A ball is thrown from a height of 65m with initial velocity in y direction of 41ms. How long does it take the ball to reach the ground?

I'll ASSUME that you mean 41 m/s. (not ms)

There are two potential solutions because you have not oriented the reference frame.

IF UP is the positive direction and ground level is the origin.

s = s₀ + v₀t + ½at²

0 = 65 + 45t + ½(-9.8)t²

0 = 65 + 45t - 4.9t²

quadratic formula

t = (-45 ±√(45² - 4(-4.9)(65))) / (2(-4.9))
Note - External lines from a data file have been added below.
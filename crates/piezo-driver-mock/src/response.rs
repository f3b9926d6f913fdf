//! Strain gauge response to piezo extension.
//!
//! The simulated reader does not see the commanded percentage directly. It
//! sees the physical extension through a piecewise linear response curve, so
//! tests can script exact sensor values at the calibration set-points.

use serde::{Deserialize, Serialize};

/// Piecewise linear map from extension (percent of travel) to reader position.
///
/// Points are kept sorted by extension. Outside the first and last point the
/// end segments are extrapolated.
#[derive(Debug, Clone, PartialEq, Serialize, Deserialize)]
#[serde(try_from = "Vec<(f64, f64)>", into = "Vec<(f64, f64)>")]
pub struct ResponseCurve {
    points: Vec<(f64, f64)>,
}

impl ResponseCurve {
    /// Build a curve from `(extension_percent, reader_position)` points.
    ///
    /// Needs at least two points with distinct extensions.
    pub fn new(mut points: Vec<(f64, f64)>) -> Result<Self, String> {
        if points.len() < 2 {
            return Err(format!(
                "response curve needs at least 2 points, got {}",
                points.len()
            ));
        }
        if points.iter().any(|(x, y)| !x.is_finite() || !y.is_finite()) {
            return Err("response curve points must be finite".to_string());
        }
        points.sort_by(|a, b| a.0.total_cmp(&b.0));
        if points.windows(2).any(|w| w[0].0 == w[1].0) {
            return Err("response curve extensions must be distinct".to_string());
        }
        Ok(Self { points })
    }

    /// Linear 0-100 % to `0..=full_scale`.
    pub fn linear(full_scale: f64) -> Self {
        Self {
            points: vec![(0.0, 0.0), (100.0, full_scale)],
        }
    }

    /// A sensor stuck at `position` regardless of extension.
    pub fn flat(position: f64) -> Self {
        Self {
            points: vec![(0.0, position), (100.0, position)],
        }
    }

    /// Reader position at `extension` percent.
    pub fn position_at(&self, extension: f64) -> f64 {
        let last = self.points.len() - 1;
        let segment = self
            .points
            .windows(2)
            .position(|w| extension <= w[1].0)
            .unwrap_or(last - 1);
        let (x0, y0) = self.points[segment];
        let (x1, y1) = self.points[segment + 1];
        y0 + (extension - x0) * (y1 - y0) / (x1 - x0)
    }

    /// Curve points, sorted by extension.
    pub fn points(&self) -> &[(f64, f64)] {
        &self.points
    }
}

impl Default for ResponseCurve {
    /// 0-100 % extension to 0-20 µm.
    fn default() -> Self {
        Self::linear(20.0)
    }
}

impl TryFrom<Vec<(f64, f64)>> for ResponseCurve {
    type Error = String;

    fn try_from(points: Vec<(f64, f64)>) -> Result<Self, Self::Error> {
        Self::new(points)
    }
}

impl From<ResponseCurve> for Vec<(f64, f64)> {
    fn from(curve: ResponseCurve) -> Self {
        curve.points
    }
}

#[cfg(test)]
mod tests {
    use super::*;

    #[test]
    fn test_default_is_twenty_micron_full_scale() {
        let curve = ResponseCurve::default();
        assert_eq!(curve.position_at(0.0), 0.0);
        assert_eq!(curve.position_at(50.0), 10.0);
        assert_eq!(curve.position_at(100.0), 20.0);
    }

    #[test]
    fn test_exact_values_at_points() {
        let curve = ResponseCurve::new(vec![(70.0, 25.0), (10.0, 5.0)]).unwrap();
        assert_eq!(curve.position_at(10.0), 5.0);
        assert_eq!(curve.position_at(70.0), 25.0);
        assert_eq!(curve.position_at(40.0), 15.0);
    }

    #[test]
    fn test_extrapolates_end_segments() {
        let curve = ResponseCurve::new(vec![(10.0, 5.0), (70.0, 25.0)]).unwrap();
        assert!((curve.position_at(-2.0) - 1.0).abs() < 1e-12);
        assert!((curve.position_at(100.0) - 35.0).abs() < 1e-12);
    }

    #[test]
    fn test_piecewise_segments() {
        let curve = ResponseCurve::new(vec![(0.0, 0.0), (50.0, 5.0), (100.0, 25.0)]).unwrap();
        assert_eq!(curve.position_at(25.0), 2.5);
        assert_eq!(curve.position_at(75.0), 15.0);
    }

    #[test]
    fn test_flat_curve() {
        let curve = ResponseCurve::flat(12.0);
        assert_eq!(curve.position_at(10.0), 12.0);
        assert_eq!(curve.position_at(70.0), 12.0);
    }

    #[test]
    fn test_rejects_degenerate_curves() {
        assert!(ResponseCurve::new(vec![(0.0, 0.0)]).is_err());
        assert!(ResponseCurve::new(vec![(5.0, 0.0), (5.0, 1.0)]).is_err());
        assert!(ResponseCurve::new(vec![(0.0, f64::NAN), (5.0, 1.0)]).is_err());
    }

    #[test]
    fn test_deserializes_from_point_list() {
        let curve: ResponseCurve = serde_json::from_str("[[0.0, 0.0], [100.0, 30.0]]").unwrap();
        assert_eq!(curve.position_at(50.0), 15.0);
        assert!(serde_json::from_str::<ResponseCurve>("[[1.0, 0.0]]").is_err());
    }
}
//! Simulated Kinesis hardware for the piezo stage controller.
//!
//! This crate provides an in-memory stand-in for the vendor driver so the
//! control core, the actor and the CLI run without a T-Cube attached. All
//! simulated delays use `tokio::time`, so tests with a paused clock see exact
//! timestamps.
//!
//! # Available Devices
//!
//! - [`MockKinesis`] - enumeration and device construction
//! - [`MockPiezo`] - T-Cube piezo controller (TPZ001-like)
//! - [`MockStrainGauge`] - T-Cube strain gauge reader (TSG001-like)
//!
//! The two devices share one [`SimulatedAxis`]: what the controller does to
//! the extension, the reader sees through its [`ResponseCurve`].
//!
//! # Test Support
//!
//! - [`CallJournal`] records every lifecycle call and command with a timestamp
//! - [`ErrorConfig`] injects typed driver failures

pub mod common;
mod journal;
mod mock_backend;
mod mock_piezo;
mod mock_strain_gauge;
mod response;

pub use common::{ErrorConfig, ErrorScenario, MockMode, MockRng, TimingConfig};
pub use journal::{CallJournal, DriverCall, JournalEntry};
pub use mock_backend::{MockKinesis, MockKinesisBuilder, SimulatedAxis, SimulationConfig};
pub use mock_piezo::{MockPiezo, FACTORY_SETTINGS};
pub use mock_strain_gauge::MockStrainGauge;
pub use response::ResponseCurve;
t = -1.26907... which we ignore as it occurs before the ball is thrown 

                               (But note the magnitude)

or

t = 10.4527... s

which, when rounded to the two significant digits of the question numerals becomes

t ≈ 10 s  ◄

IF DOWN is the positive direction and ground level is the origin.

the equation becomes

0 = -65 + 45t + ½(9.8)t²

0 = -65 + 45t + 4.9t²

quadratic formula

t = (-45 ±√(45² - 4(4.9)(-65))) / (2(4.9))
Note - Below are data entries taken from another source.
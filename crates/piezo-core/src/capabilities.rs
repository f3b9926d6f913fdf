//! Driver Capabilities
//!
//! This module defines the traits the control core uses to reach the vendor
//! device driver. The traits mirror the T-Cube driver objects one-to-one:
//!
//! - [`KinesisBackend`]: process-wide enumeration and device construction
//! - [`KinesisDevice`]: connect / settings wait / polling / enable lifecycle
//!   shared by every T-Cube device
//! - [`PiezoDriver`]: the piezo controller (voltage, percentage travel, jog,
//!   voltage source, hub input, position control mode)
//! - [`StrainGaugeDriver`]: the strain gauge reader (reading, zeroing,
//!   display mode, LEDs)
//!
//! The hardware binding implements these against the vendor library; the
//! simulated backend in `piezo-driver-mock` implements them in memory.
//!
//! # Design Philosophy
//!
//! Each trait:
//! - Is async (uses #[async_trait])
//! - Is thread-safe (requires Send + Sync)
//! - Takes `&self`; implementations use interior mutability
//! - Returns [`DriverResult`] so every call is fallible and typed
//!
//! # Example
//!
//! ```rust,ignore
//! async fn voltage_or_percent(device: &dyn PiezoDriver) -> DriverResult<f64> {
//!     if device.is_closed_loop().await? {
//!         device.percentage_travel().await
//!     } else {
//!         device.output_voltage().await
//!     }
//! }
//! ```

use std::time::Duration;

use async_trait::async_trait;
use serde::{Deserialize, Serialize};

use crate::error::DriverResult;
use crate::units::{ControlMode, HubAnalogueInput, JogDirection, VoltageSource};

// =============================================================================
// Settings Objects
// =============================================================================

/// Identity reported by a connected device.
#[derive(Debug, Clone, PartialEq, Eq, Serialize, Deserialize)]
pub struct DeviceInfo {
    /// Serial number as reported by the firmware.
    pub serial_number: String,
    /// Model name, e.g. `TPZ001`.
    pub name: String,
}

/// Mutable piezo settings object.
///
/// Fetched once after configuration, edited locally and written back with
/// [`PiezoDriver::apply_settings`].
#[derive(Debug, Clone, Copy, PartialEq, Serialize, Deserialize)]
pub struct PiezoSettings {
    /// Output voltage range ceiling in volts.
    pub max_output_voltage: f64,
    /// Jog step in open loop, volts.
    pub voltage_step: f64,
    /// Jog step in closed loop, percent of travel.
    pub percentage_step: f64,
    /// Hub analogue input the controller reads.
    pub hub_mode: HubAnalogueInput,
}

/// Input/output settings as currently reported by the device.
#[derive(Debug, Clone, Copy, PartialEq, Serialize, Deserialize)]
pub struct IoSettings {
    /// Active hub analogue input.
    pub hub_analogue_input: HubAnalogueInput,
    /// Active output voltage ceiling in volts.
    pub voltage_limit: f64,
}

// =============================================================================
// KinesisBackend - Enumeration
// =============================================================================

/// Process-wide driver entry point.
///
/// `build_device_list` must run once before any device is created.
#[async_trait]
pub trait KinesisBackend: Send + Sync {
    /// Rebuild the driver's list of attached devices.
    async fn build_device_list(&self) -> DriverResult<()>;

    /// Serials found by the last `build_device_list`.
    async fn device_list(&self) -> DriverResult<Vec<String>>;

    /// Construct a piezo controller object for `serial`.
    ///
    /// Returns `None` when the driver hands back a null device.
    fn create_piezo(&self, serial: &str) -> Option<Box<dyn PiezoDriver>>;

    /// Construct a strain gauge reader object for `serial`.
    ///
    /// Returns `None` when the driver hands back a null device.
    fn create_strain_gauge(&self, serial: &str) -> Option<Box<dyn StrainGaugeDriver>>;
}

// =============================================================================
// KinesisDevice - Lifecycle
// =============================================================================

/// Lifecycle primitives shared by every T-Cube device.
#[async_trait]
pub trait KinesisDevice: Send + Sync {
    /// Open the USB connection to `serial`.
    async fn connect(&self, serial: &str) -> DriverResult<()>;

    /// Whether the device has finished loading its settings.
    async fn is_settings_initialized(&self) -> DriverResult<bool>;

    /// Block until settings are initialized or `timeout` elapses.
    ///
    /// Returns a [`crate::error::DriverErrorKind::Timeout`] error on expiry.
    async fn wait_for_settings_initialized(&self, timeout: Duration) -> DriverResult<()>;

    /// Start the driver's background status polling.
    async fn start_polling(&self, interval: Duration) -> DriverResult<()>;

    /// Enable the output channel.
    async fn enable_device(&self) -> DriverResult<()>;

    /// Read the device identity.
    async fn device_info(&self) -> DriverResult<DeviceInfo>;
}

// =============================================================================
// PiezoDriver - Piezo Controller
// =============================================================================

/// T-Cube piezo controller.
#[async_trait]
pub trait PiezoDriver: KinesisDevice {
    /// Load the device configuration for `serial`.
    async fn load_piezo_configuration(&self, serial: &str) -> DriverResult<()>;

    /// Fetch the mutable settings object.
    async fn settings(&self) -> DriverResult<PiezoSettings>;

    /// Write settings; `persist` stores them as device startup defaults.
    async fn apply_settings(&self, settings: &PiezoSettings, persist: bool) -> DriverResult<()>;

    /// Current output voltage in volts.
    async fn output_voltage(&self) -> DriverResult<f64>;

    /// Command the output voltage in volts (open loop).
    async fn set_output_voltage(&self, volts: f64) -> DriverResult<()>;

    /// Current position in percent of travel.
    async fn percentage_travel(&self) -> DriverResult<f64>;

    /// Command the position in percent of travel (closed loop).
    async fn set_percentage_travel(&self, percent: f64) -> DriverResult<()>;

    /// Jog one step in `direction`.
    async fn jog(&self, direction: JogDirection) -> DriverResult<()>;

    /// Current voltage source.
    async fn voltage_source(&self) -> DriverResult<VoltageSource>;

    /// Select the voltage source.
    async fn set_voltage_source(&self, source: VoltageSource) -> DriverResult<()>;

    /// Input/output settings as reported by the device.
    async fn io_settings(&self) -> DriverResult<IoSettings>;

    /// Configured position control mode.
    async fn position_control_mode(&self) -> DriverResult<ControlMode>;

    /// Select the position control mode.
    async fn set_position_control_mode(&self, mode: ControlMode) -> DriverResult<()>;

    /// Live closed-loop status flag.
    async fn is_closed_loop(&self) -> DriverResult<bool>;
}

// =============================================================================
// StrainGaugeDriver - Position Reader
// =============================================================================

/// T-Cube strain gauge reader.
#[async_trait]
pub trait StrainGaugeDriver: KinesisDevice {
    /// Load the device configuration for `serial`.
    async fn load_strain_gauge_configuration(&self, serial: &str) -> DriverResult<()>;

    /// Set the front panel LED brightness.
    async fn set_leds(&self, brightness: u8) -> DriverResult<()>;

    /// Live reading in the current display units.
    async fn reading(&self) -> DriverResult<f64>;

    /// Start zeroing the reading. Returns before zeroing completes.
    async fn set_zero(&self) -> DriverResult<()>;

    /// Whether zeroing is in progress.
    async fn is_zeroing(&self) -> DriverResult<bool>;

    /// Raw display mode code (1 position, 2 voltage, 3 force).
    async fn display_mode(&self) -> DriverResult<i32>;
}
t = -10.4527... which we ignore for the same reason as before.

or

t = 1.26907... s

t ≈ 1.3 s  ◄

My GUESS would be the first solution with more generally ASSUMED conventions, but it would not have to be...the reference frame is important.

Note that in each case, the negative answer is the time needed for the mass to get to the throwing point if it were launched from ground level at the proper velocity to arrive at the throwing point altitude with the indicated initial velocity.

I hope this helps.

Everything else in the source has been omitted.